Using cookies.sqlite in wget or curl

Newer versions of FireFox use a sqlite3 database to store their cookies.

Older versions of FireFox used a .txt file.  wget and curl know how to parse the older style text file, but not the sqlite3 database.

So, I wrote a quick script to extract the cookies.sqlite database and generate a file that looks just like the old cookies.txt file, and then you can pass that to wget or curl. Here’s the script:

#!/bin/bash

function cleanup {
rm -f $TMPFILE
exit 1
}

trap cleanup  SIGHUP SIGINT SIGTERM

# This is the format of the sqlite database:
# CREATE TABLE moz_cookies (id INTEGER PRIMARY KEY, name TEXT, value TEXT, host TEXT, path TEXT,expiry INTEGER, lastAccessed INTEGER, isSecure INTEGER, isHttpOnly INTEGER);

# We have to copy cookies.sqlite, because FireFox has a lock on it 
TMPFILE=`mktemp /tmp/cookies.sqlite.XXXXXXXXXX`
cat $1 >> $TMPFILE
sqlite3 -separator '	' $TMPFILE << EOF
.mode tabs
.header off
select host,
case substr(host,1,1)='.' when 0 then 'FALSE' else 'TRUE' end,
path,
case isSecure when 0 then 'FALSE' else 'TRUE' end,
expiry,
name,
value
from moz_cookies;
EOF
cleanup

Usage should be like this:

$ extract_cookies.sh $HOME/.mozilla/firefox/*/cookies.sqlite > /tmp/cookies.txt
$ wget --load-cookies=/tmp/cookies.txt http://mysite.com
$ # OR 
$ curl --cookie /tmp/cookies.txt http://mysite.com 

You could use this script to wrap curl or wget itself in a similar extraction scheme, so that you always get the most current cookie values when you run wget.

12 thoughts on “Using cookies.sqlite in wget or curl”

  1. Thanks.
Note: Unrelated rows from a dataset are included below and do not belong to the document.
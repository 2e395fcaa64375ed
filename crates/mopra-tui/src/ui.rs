use mopra_core::controller::PENDING_TEXT;
use mopra_core::memory::{EMPTY_TEXT, LOADING_TEXT};
use mopra_core::search::{PLACEHOLDER_TEXT, SEARCHING_TEXT};
use mopra_core::{ChatRole, MemoryView, SearchPlatform, SearchView, Tone, Transcript};
use ratatui::{
    Frame,
    layout::{Constraint, Layout, Rect},
    style::{Color, Modifier, Style, Stylize},
    text::{Line, Span, Text},
    widgets::{Block, Borders, Clear, List, ListItem, Paragraph, Wrap},
};

use crate::app::{App, InputMode};

fn tone_color(tone: Tone) -> Color {
    match tone {
        Tone::Success => Color::Green,
        Tone::Warning => Color::Yellow,
        Tone::Danger => Color::Red,
        Tone::Secondary => Color::Gray,
    }
}

/// A `width` x `height` rectangle centered in `area`, shrunk to fit.
fn centered(area: Rect, width: u16, height: u16) -> Rect {
    let width = width.min(area.width.saturating_sub(4));
    let height = height.min(area.height.saturating_sub(2));
    let x = area.x + (area.width.saturating_sub(width)) / 2;
    let y = area.y + (area.height.saturating_sub(height)) / 2;
    Rect::new(x, y, width, height)
}

/// Horizontal window over `text` that keeps `cursor` visible; returns the
/// visible slice and the cursor column within it.
fn visible_input(text: &str, cursor: usize, width: usize) -> (String, u16) {
    let scroll_offset = if width == 0 || cursor < width {
        0
    } else {
        cursor - width + 1
    };
    let visible = text.chars().skip(scroll_offset).take(width).collect();
    (visible, (cursor - scroll_offset) as u16)
}

pub fn render(app: &mut App, frame: &mut Frame) {
    let area = frame.area();

    // Main layout: header, transcript, input, footer
    let [header_area, chat_area, input_area, footer_area] = Layout::vertical([
        Constraint::Length(1),
        Constraint::Min(0),
        Constraint::Length(3),
        Constraint::Length(1),
    ])
    .areas(area);

    render_header(app, frame, header_area);
    render_transcript(app, frame, chat_area);
    render_input(app, frame, input_area);
    render_footer(app, frame, footer_area);

    // Popups, lowest first so the most urgent ends up on top
    if app.controller.search().open {
        render_search_panel(app, frame, area);
    }
    if app.controller.memory().open {
        render_memory_panel(app, frame, area);
    }
    if app.show_model_picker {
        render_model_picker(app, frame, area);
    }
    if let Some(confirmation) = app.controller.confirmation() {
        render_dialog(frame, area, " Confirm ", confirmation.prompt(), "y/Enter yes  n/Esc no", Color::Yellow);
    }
    if let Some(alert) = app.controller.alert() {
        render_dialog(frame, area, " Error ", alert, "Enter dismiss", Color::Red);
    }
}

fn render_header(app: &App, frame: &mut Frame, area: Rect) {
    let status = app.controller.status();

    let title = Line::from(vec![
        Span::styled(" Mopra ", Style::default().fg(Color::Cyan).bold()),
        Span::styled(
            format!("v{} ", env!("CARGO_PKG_VERSION")),
            Style::default().fg(Color::Gray),
        ),
        Span::raw(" "),
        Span::styled(app.controller.model_label().to_string(), Style::default().fg(Color::White).bold()),
        Span::styled(
            format!(" ({}) ", app.controller.selected_model()),
            Style::default().fg(Color::Gray),
        ),
        Span::raw(" "),
        Span::styled(
            format!(" {} ", status.label()),
            Style::default().bg(tone_color(status.tone())).fg(Color::Black).bold(),
        ),
    ]);

    let header = Paragraph::new(title).style(Style::default().bg(Color::DarkGray));
    frame.render_widget(header, area);
}

fn render_transcript(app: &mut App, frame: &mut Frame, area: Rect) {
    // Inner size for scroll calculations
    app.chat_height = area.height.saturating_sub(2);
    app.chat_width = area.width.saturating_sub(2);

    let block = Block::default()
        .borders(Borders::ALL)
        .border_style(Style::default().fg(Color::DarkGray))
        .title(" Chat ");

    let text = match app.controller.transcript() {
        Transcript::Placeholder(placeholder) => Text::from(Span::styled(
            placeholder,
            Style::default().fg(Color::DarkGray),
        )),
        Transcript::Messages { messages, pending } => {
            let mut lines: Vec<Line> = Vec::new();

            for msg in messages {
                let time = Span::styled(
                    format!("  {}", msg.local_time()),
                    Style::default().fg(Color::DarkGray),
                );
                match msg.role {
                    ChatRole::User => {
                        lines.push(Line::from(vec![
                            Span::styled("You", Style::default().fg(Color::Cyan).add_modifier(Modifier::BOLD)),
                            time,
                        ]));
                        for line in msg.content.lines() {
                            lines.push(Line::from(line.to_string()));
                        }
                    }
                    ChatRole::Ai => {
                        lines.push(Line::from(vec![
                            Span::styled("AI", Style::default().fg(Color::Yellow).add_modifier(Modifier::BOLD)),
                            Span::styled(format!(" · {}", msg.model), Style::default().fg(Color::DarkGray)),
                            time,
                        ]));
                        let style = if msg.is_system() {
                            Style::default().fg(Color::Red).add_modifier(Modifier::ITALIC)
                        } else {
                            Style::default()
                        };
                        for line in msg.content.lines() {
                            lines.push(Line::styled(line.to_string(), style));
                        }
                    }
                }
                lines.push(Line::default());
            }

            if pending {
                lines.push(Line::from(Span::styled(
                    "AI",
                    Style::default().fg(Color::Yellow).add_modifier(Modifier::BOLD),
                )));
                // Animated ellipsis: cycles through ".", "..", "..."
                let base = PENDING_TEXT.trim_end_matches('.');
                let dots = ".".repeat((app.animation_frame as usize) + 1);
                lines.push(Line::from(Span::styled(
                    format!("{}{}", base, dots),
                    Style::default().fg(Color::DarkGray).add_modifier(Modifier::ITALIC),
                )));
            }

            Text::from(lines)
        }
    };

    let chat = Paragraph::new(text)
        .block(block)
        .wrap(Wrap { trim: false })
        .scroll((app.chat_scroll, 0));

    frame.render_widget(chat, area);
}

fn render_input(app: &App, frame: &mut Frame, area: Rect) {
    let editing = app.input_mode == InputMode::Editing;
    let border_color = if editing { Color::Yellow } else { Color::DarkGray };

    let block = Block::default()
        .borders(Borders::ALL)
        .border_style(Style::default().fg(border_color))
        .title(" Message ");

    let inner_width = area.width.saturating_sub(2) as usize;
    let (visible, cursor_x) = visible_input(&app.input, app.input_cursor, inner_width);

    // Cyan to match the "You" label
    let input = Paragraph::new(visible)
        .style(Style::default().fg(Color::Cyan))
        .block(block);
    frame.render_widget(input, area);

    let popup_open = app.controller.search().open
        || app.controller.memory().open
        || app.show_model_picker
        || app.controller.confirmation().is_some()
        || app.controller.alert().is_some();
    if editing && !popup_open {
        frame.set_cursor_position((area.x + cursor_x + 1, area.y + 1));
    }
}

fn render_footer(app: &App, frame: &mut Frame, area: Rect) {
    let mode_style = match app.input_mode {
        InputMode::Normal => Style::default().bg(Color::Blue).fg(Color::White),
        InputMode::Editing => Style::default().bg(Color::Yellow).fg(Color::Black),
    };
    let mode_text = match app.input_mode {
        InputMode::Normal => " NORMAL ",
        InputMode::Editing => " INSERT ",
    };

    // Key style: dark background with bright text for visibility on both light/dark terminals
    let key_style = Style::default().bg(Color::DarkGray).fg(Color::White);
    let label_style = Style::default().bg(Color::Black).fg(Color::White);

    let pairs: Vec<(&str, &str)> = if app.controller.search().open {
        vec![("Enter", "search"), ("Tab", "platform"), ("Esc", "close")]
    } else if app.controller.memory().open {
        vec![("j/k", "scroll"), ("r", "refresh"), ("C", "clear memory"), ("Esc", "close")]
    } else {
        match app.input_mode {
            InputMode::Editing => vec![("Enter", "send"), ("Esc", "stop typing")],
            InputMode::Normal => {
                let mut pairs = vec![("i", "type")];
                if app.controller.can_stop() {
                    pairs.push(("s", "stop"));
                }
                pairs.extend([
                    ("o", "optimize RAM"),
                    ("f", "search"),
                    ("m", "memory"),
                    ("M", "model"),
                    ("C", "clear"),
                    ("j/k", "scroll"),
                    ("q", "quit"),
                ]);
                pairs
            }
        }
    };

    let hints = pairs.into_iter().flat_map(|(key, label)| {
        [
            Span::styled(format!(" {} ", key), key_style),
            Span::styled(format!(" {} ", label), label_style),
        ]
    });

    let footer_content = Line::from(
        vec![
            Span::styled(mode_text, mode_style),
            Span::styled(" ", label_style),
        ]
        .into_iter()
        .chain(hints)
        .collect::<Vec<_>>(),
    );

    let footer = Paragraph::new(footer_content).style(Style::default().bg(Color::Black));
    frame.render_widget(footer, area);
}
One minor problem, if there’s a space in your cookie jar path, the script fails.

    To fix it, change:

    cat $1 >> $TMPFILE

    to

    cat “$1″ >> $TMPFILE

  2. Awesome plugin, I use it almost every day. Thank you so much, Zaid!
    I didn’t know that you have to type ‘about:config’ into the URL bar to get to the firefox configuration attributes hope this information helps others as well.

  3. Hey. Awesome script. This does feel like the sort of thing that should get included with firefox, but ah well.

    I’ve hacked my version of the script so that it looks up the path to a given profile like so:

    profile_name=$1
    path_to_profile=$(cat $MOZ_PATH/profiles.ini | grep -E “^Name=|^Path=” | grep “^Name=${profile_name}\$” -A 1 | grep Path= | cut -d ‘=’ -f 2-)

    Also you can use the “fish operator” so that I don’t have to mess around with the intermediate cookie file

    curl -b <(extract_cookies.sh profilename)

    and I have an alias firecurl which adds these arguments by default…

  4. Hmm. This approach also doesn’t seem to work for session cookies (cookies with an empty expiry date that will be cleared when you leave a browser). These cookies are often used for authentication.

    Firefox appears to keep these in a json file called sessionstore.js, which is cleared when firefox exits. (Splitting cookie stores in two strikes me as a terrible idea.. – but at least you can get at these cookies).

    The following python script will extract the cookies from a session store.

    #!/usr/bin/env python
    import json
    import sys
    session = json.load(sys.stdin)

    cookies = set()

    for window in session["windows"]:
    if ‘cookies’ not in window:
    continue
    for cookie in window["cookies"]:
    cookies.add(tuple(cookie.items()))

    for cookie in cookies:
    cookie = dict(cookie)
    print “\t”.join([cookie["host"], str(cookie["host"][0] == “.”).upper(), cookie["path"], “FALSE”, “0″, cookie["name"], cookie["value"]])

    You can then use this as part of the extract cookies script

    I still had problems for my use case though, as the website helpful detected that something was different between requests (user agent maybe?), and logged me out :(.